MSCHIPBIOProject ID: 745426
Multiscale computational modelling for natural hip biomechanics and tribology
Hip osteoarthritis (OA) has already affected over 60 million people worldwide, usually causing persistent pain, reduced quality of life and even physical disability to the patients. Currently, the most effective treatment for end-stage of hip OA is total hip replacement (THR). However, current THR surgery is not as successful in younger patients who have expectation of an active life style compared to aging patients. New generation of treatments such as tissue sparing substitution treatment and regenerative treatment for early degenerative disease of the hip joint for these more active patients is urgently required. The new generation of treatments, however, require an in-depth knowledge of the functional biomechanics and tribology of the cartilage in the hip joint. The proposed action, therefore, aims to develop a novel computational method that can simulate the functional performance of natural hip joint for supporting research and development of new generation of cartilage substitution therapies and regenerative interventions for the early degeneration of hip disorders. The action involves an experienced researcher, Dr Xijin Hua, from the University of Leeds in UK visiting the Institute for Biomechanics at Swiss Federal Institute of Technology in Zurich, under the supervision of Professor Stephen Ferguson for 24 months to work on the project “Multiscale computational modelling for natural hip biomechanics and tribology” (MSCHIPBIO).
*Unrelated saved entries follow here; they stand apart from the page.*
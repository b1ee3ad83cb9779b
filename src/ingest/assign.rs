//! Category assignment strategies
//!
//! Assignment looks up the hierarchy once per candidate fact, then hands the
//! lookup to one of two strategies:
//!
//! ```text
//!  lookup ──► exact path hit or best similarity ≥ threshold ──► ExistingCategoryMatcher
//!         └─► otherwise ─────────────────────────────────────► NewCategoryCreator
//! ```
//!
//! The creator resolves a path (model-proposed, then suggested, then the
//! configured default), creates any missing ancestors, and projects every
//! newly created category into the index.

use crate::capability::{Contracts, Embeddings, ExtractedFact, IndexFilter, IndexPayload, VectorIndex};
use crate::config::IngestionConfig;
use crate::error::{Error, Result};
use crate::memory::{Category, CategoryPath, FactStore};
use async_trait::async_trait;
use tokio_util::sync::CancellationToken;

/// Collaborators available to a strategy
pub struct AssignmentContext<'a> {
    pub store: &'a FactStore,
    pub index: &'a dyn VectorIndex,
    pub embeddings: &'a Embeddings,
    pub contracts: &'a Contracts,
    pub config: &'a IngestionConfig,
    pub cancel: Option<&'a CancellationToken>,
}

/// What the hierarchy looks like from one candidate fact
#[derive(Debug, Clone, Default)]
pub struct CategoryLookup {
    /// Category stored at the model-proposed path, if any
    pub exact: Option<Category>,
    /// Nearby categories, most similar first
    pub nearby: Vec<(Category, f32)>,
}

impl CategoryLookup {
    /// Best nearby category and its similarity
    pub fn best(&self) -> Option<&(Category, f32)> {
        self.nearby.first()
    }
}

/// Outcome of assigning a candidate to a category
#[derive(Debug, Clone)]
pub struct Assignment {
    pub category: Category,
    /// Categories created to satisfy the assignment, root first
    pub created: Vec<Category>,
    /// Name of the strategy that decided
    pub strategy: &'static str,
}

/// One branch of the assignment decision
#[async_trait]
pub trait AssignmentStrategy: Send + Sync {
    fn name(&self) -> &'static str;

    async fn assign(
        &self,
        ctx: &AssignmentContext<'_>,
        fact: &ExtractedFact,
        lookup: &CategoryLookup,
    ) -> Result<Assignment>;
}

/// Reuses the exact-path category or the most similar one
pub struct ExistingCategoryMatcher;

#[async_trait]
impl AssignmentStrategy for ExistingCategoryMatcher {
    fn name(&self) -> &'static str {
        "existing"
    }

    async fn assign(
        &self,
        _ctx: &AssignmentContext<'_>,
        _fact: &ExtractedFact,
        lookup: &CategoryLookup,
    ) -> Result<Assignment> {
        let category = lookup
            .exact
            .clone()
            .or_else(|| lookup.best().map(|(c, _)| c.clone()))
            .ok_or_else(|| Error::NotFound("no existing category to match".to_string()))?;
        Ok(Assignment {
            category,
            created: Vec::new(),
            strategy: self.name(),
        })
    }
}

/// Creates a category at a proposed, suggested or default path
pub struct NewCategoryCreator;

impl NewCategoryCreator {
    async fn resolve_path(
        &self,
        ctx: &AssignmentContext<'_>,
        fact: &ExtractedFact,
        lookup: &CategoryLookup,
    ) -> Result<CategoryPath> {
        if let Some(path) = &fact.category_path {
            return Ok(path.clone());
        }
        let candidates: Vec<String> = lookup
            .nearby
            .iter()
            .map(|(c, _)| c.path.to_string())
            .collect();
        if let Some(path) = ctx
            .contracts
            .suggest_path(&fact.content, &candidates, ctx.cancel)
            .await?
        {
            return Ok(path);
        }
        CategoryPath::parse(&ctx.config.default_category).ok_or_else(|| {
            Error::Config(format!(
                "invalid default category '{}'",
                ctx.config.default_category
            ))
        })
    }

    /// Embed and index freshly created categories
    async fn project(&self, ctx: &AssignmentContext<'_>, created: &[Category]) -> Result<()> {
        if created.is_empty() {
            return Ok(());
        }
        let texts: Vec<String> = created.iter().map(|c| c.path.embedding_text()).collect();
        let vectors = ctx.embeddings.embed_batch(&texts, ctx.cancel).await?;
        for (category, vector) in created.iter().zip(vectors) {
            ctx.store
                .set_category_embedding(&category.id, vector.clone())
                .await?;
            ctx.index
                .upsert_vector(category.id, vector, IndexPayload::category(&category.path))
                .await?;
        }
        Ok(())
    }
}

#[async_trait]
impl AssignmentStrategy for NewCategoryCreator {
    fn name(&self) -> &'static str {
        "new"
    }

    async fn assign(
        &self,
        ctx: &AssignmentContext<'_>,
        fact: &ExtractedFact,
        lookup: &CategoryLookup,
    ) -> Result<Assignment> {
        let path = self.resolve_path(ctx, fact, lookup).await?;

        let mut created = Vec::new();
        let parent_id = match path.parent() {
            Some(parent) => {
                let ensured = ctx.store.ensure_category_path(&parent).await?;
                created.extend(ensured.created);
                Some(ensured.category.id)
            }
            None => None,
        };
        let leaf = ctx.store.create_category(&path, parent_id).await?;
        created.extend(leaf.created);

        self.project(ctx, &created).await?;
        for category in &created {
            tracing::info!(category = %category.path, "Created category");
        }

        Ok(Assignment {
            category: leaf.category,
            created,
            strategy: self.name(),
        })
    }
}

/// Chooses between the two strategies by similarity threshold
pub struct CategoryAssigner {
    existing: Box<dyn AssignmentStrategy>,
    creator: Box<dyn AssignmentStrategy>,
}

impl CategoryAssigner {
    pub fn new() -> Self {
        Self::with_strategies(Box::new(ExistingCategoryMatcher), Box::new(NewCategoryCreator))
    }

    pub fn with_strategies(
        existing: Box<dyn AssignmentStrategy>,
        creator: Box<dyn AssignmentStrategy>,
    ) -> Self {
        Self { existing, creator }
    }

    /// Look up the exact proposed path and the nearest categories
    pub async fn lookup(
        &self,
        ctx: &AssignmentContext<'_>,
        fact: &ExtractedFact,
        vector: &[f32],
    ) -> Result<CategoryLookup> {
        let exact = match &fact.category_path {
            Some(path) => ctx.store.category_by_path(path).await,
            None => None,
        };
        let hits = ctx
            .index
            .nearest_neighbors(
                vector,
                ctx.config.category_candidates.max(1),
                Some(ctx.config.category_candidate_min_score),
                IndexFilter::categories(),
            )
            .await?;
        let mut nearby = Vec::with_capacity(hits.len());
        for hit in hits {
            if let Some(category) = ctx.store.category(&hit.id).await {
                nearby.push((category, hit.score));
            }
        }
        Ok(CategoryLookup { exact, nearby })
    }

    /// Strategy for a lookup
    pub fn select(&self, lookup: &CategoryLookup, threshold: f32) -> &dyn AssignmentStrategy {
        let close_enough = lookup.best().is_some_and(|(_, score)| *score >= threshold);
        if lookup.exact.is_some() || close_enough {
            self.existing.as_ref()
        } else {
            self.creator.as_ref()
        }
    }

    /// Assign a candidate fact to a category
    pub async fn assign(
        &self,
        ctx: &AssignmentContext<'_>,
        fact: &ExtractedFact,
        vector: &[f32],
    ) -> Result<Assignment> {
        let lookup = self.lookup(ctx, fact, vector).await?;
        let strategy = self.select(&lookup, ctx.config.category_match_threshold);
        let assignment = strategy.assign(ctx, fact, &lookup).await?;
        tracing::debug!(
            category = %assignment.category.path,
            strategy = assignment.strategy,
            best_similarity = lookup.best().map(|(_, s)| *s),
            "Assigned category"
        );
        Ok(assignment)
    }
}

impl Default for CategoryAssigner {
    fn default() -> Self {
        Self::new()
    }
}

#[cfg(test)]
mod tests {
    use super::*;
    use crate::capability::{CallPolicy, ContractKind};
    use crate::config::CapabilityConfig;
    use crate::index::InMemoryIndex;
    use crate::memory::MemoryKind;
    use crate::testing::{KeywordEmbedder, ScriptedCompletion};
    use std::sync::Arc;

    struct Fixture {
        store: FactStore,
        index: InMemoryIndex,
        embeddings: Embeddings,
        contracts: Contracts,
        completion: Arc<ScriptedCompletion>,
        config: IngestionConfig,
    }

    impl Fixture {
        fn new(completion: ScriptedCompletion) -> Self {
            let completion = Arc::new(completion);
            Self {
                store: FactStore::new(),
                index: InMemoryIndex::new(),
                embeddings: Embeddings::new(Arc::new(KeywordEmbedder::new()), CallPolicy::default()),
                contracts: Contracts::new(completion.clone(), &CapabilityConfig::default()),
                completion,
                config: IngestionConfig::default(),
            }
        }

        fn ctx(&self) -> AssignmentContext<'_> {
            AssignmentContext {
                store: &self.store,
                index: &self.index,
                embeddings: &self.embeddings,
                contracts: &self.contracts,
                config: &self.config,
                cancel: None,
            }
        }
    }

    fn fact(content: &str, path: Option<&str>) -> ExtractedFact {
        ExtractedFact {
            content: content.to_string(),
            kind: MemoryKind::Fact,
            category_path: path.and_then(CategoryPath::parse),
            importance: 0.5,
            confidence: 1.0,
            triples: Vec::new(),
        }
    }

    #[tokio::test]
    async fn test_creates_proposed_path_and_indexes_it() {
        let fixture = Fixture::new(ScriptedCompletion::new());
        let assigner = CategoryAssigner::new();
        let candidate = fact("User prefers TypeScript", Some("preferences/coding-languages"));
        let vector = KeywordEmbedder::vector(&candidate.content);

        let assignment = assigner.assign(&fixture.ctx(), &candidate, &vector).await.unwrap();
        assert_eq!(assignment.strategy, "new");
        assert_eq!(assignment.category.path.as_str(), "preferences/coding-languages");
        assert_eq!(assignment.created.len(), 2);
        assert_eq!(fixture.index.len().await, 2);

        let stored = fixture.store.category(&assignment.category.id).await.unwrap();
        assert!(stored.embedding.is_some());
        assert!(stored.parent_id.is_some());
    }

    #[tokio::test]
    async fn test_exact_path_reuses_category() {
        let fixture = Fixture::new(ScriptedCompletion::new());
        let assigner = CategoryAssigner::new();
        let first = fact("User prefers TypeScript", Some("preferences/coding-languages"));
        let created = assigner
            .assign(&fixture.ctx(), &first, &KeywordEmbedder::vector(&first.content))
            .await
            .unwrap();

        let second = fact("Lives in Seoul", Some("preferences/coding-languages"));
        let reused = assigner
            .assign(&fixture.ctx(), &second, &KeywordEmbedder::vector(&second.content))
            .await
            .unwrap();
        assert_eq!(reused.strategy, "existing");
        assert_eq!(reused.category.id, created.category.id);
        assert!(reused.created.is_empty());
    }

    #[tokio::test]
    async fn test_similar_category_matched_above_threshold() {
        let fixture = Fixture::new(ScriptedCompletion::new());
        let assigner = CategoryAssigner::new();
        let seed = fact("Writes rust code", Some("knowledge/coding"));
        let seeded = assigner
            .assign(&fixture.ctx(), &seed, &KeywordEmbedder::vector(&seed.content))
            .await
            .unwrap();

        let candidate = fact("Learning python programming", Some("learning/python"));
        let assignment = assigner
            .assign(&fixture.ctx(), &candidate, &KeywordEmbedder::vector(&candidate.content))
            .await
            .unwrap();
        assert_eq!(assignment.strategy, "existing");
        assert_eq!(assignment.category.id, seeded.category.id);
    }

    #[tokio::test]
    async fn test_suggestion_then_default_path() {
        let fixture = Fixture::new(
            ScriptedCompletion::new()
                .respond(ContractKind::CategoryPath, "Lives in Seoul", r#"{"path": "personal/home"}"#)
                .respond(ContractKind::CategoryPath, "", r#"{"path": ""}"#),
        );
        let assigner = CategoryAssigner::new();

        let located = fact("Lives in Seoul", None);
        let assignment = assigner
            .assign(&fixture.ctx(), &located, &KeywordEmbedder::vector(&located.content))
            .await
            .unwrap();
        assert_eq!(assignment.category.path.as_str(), "personal/home");

        let vague = fact("Has a sister", None);
        let assignment = assigner
            .assign(&fixture.ctx(), &vague, &KeywordEmbedder::vector(&vague.content))
            .await
            .unwrap();
        assert_eq!(assignment.category.path.as_str(), "uncategorized");
        assert_eq!(fixture.completion.calls_for(ContractKind::CategoryPath), 2);
    }

    #[test]
    fn test_select_by_threshold() {
        let assigner = CategoryAssigner::new();
        let category = Category::new(CategoryPath::parse("misc").unwrap(), None);

        let empty = CategoryLookup::default();
        assert_eq!(assigner.select(&empty, 0.7).name(), "new");

        let weak = CategoryLookup {
            exact: None,
            nearby: vec![(category.clone(), 0.69)],
        };
        assert_eq!(assigner.select(&weak, 0.7).name(), "new");

        let strong = CategoryLookup {
            exact: None,
            nearby: vec![(category.clone(), 0.7)],
        };
        assert_eq!(assigner.select(&strong, 0.7).name(), "existing");

        let exact = CategoryLookup {
            exact: Some(category),
            nearby: Vec::new(),
        };
        assert_eq!(assigner.select(&exact, 0.7).name(), "existing");
    }
}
The action also aims to provide a platform for the fellow and the host organisation to share and transfer the knowledge and skills in the field of musculoskeletal biomechanics, advanced finite element simulation methods, computational fluid dynamics and tissue engineering, for the fellow to gain complementary knowledge and skills, and for the host organisation to broaden the research domains in cartilage substitution and regenerative therapies, and to enhance the leading position in the fields of computational biomechanics.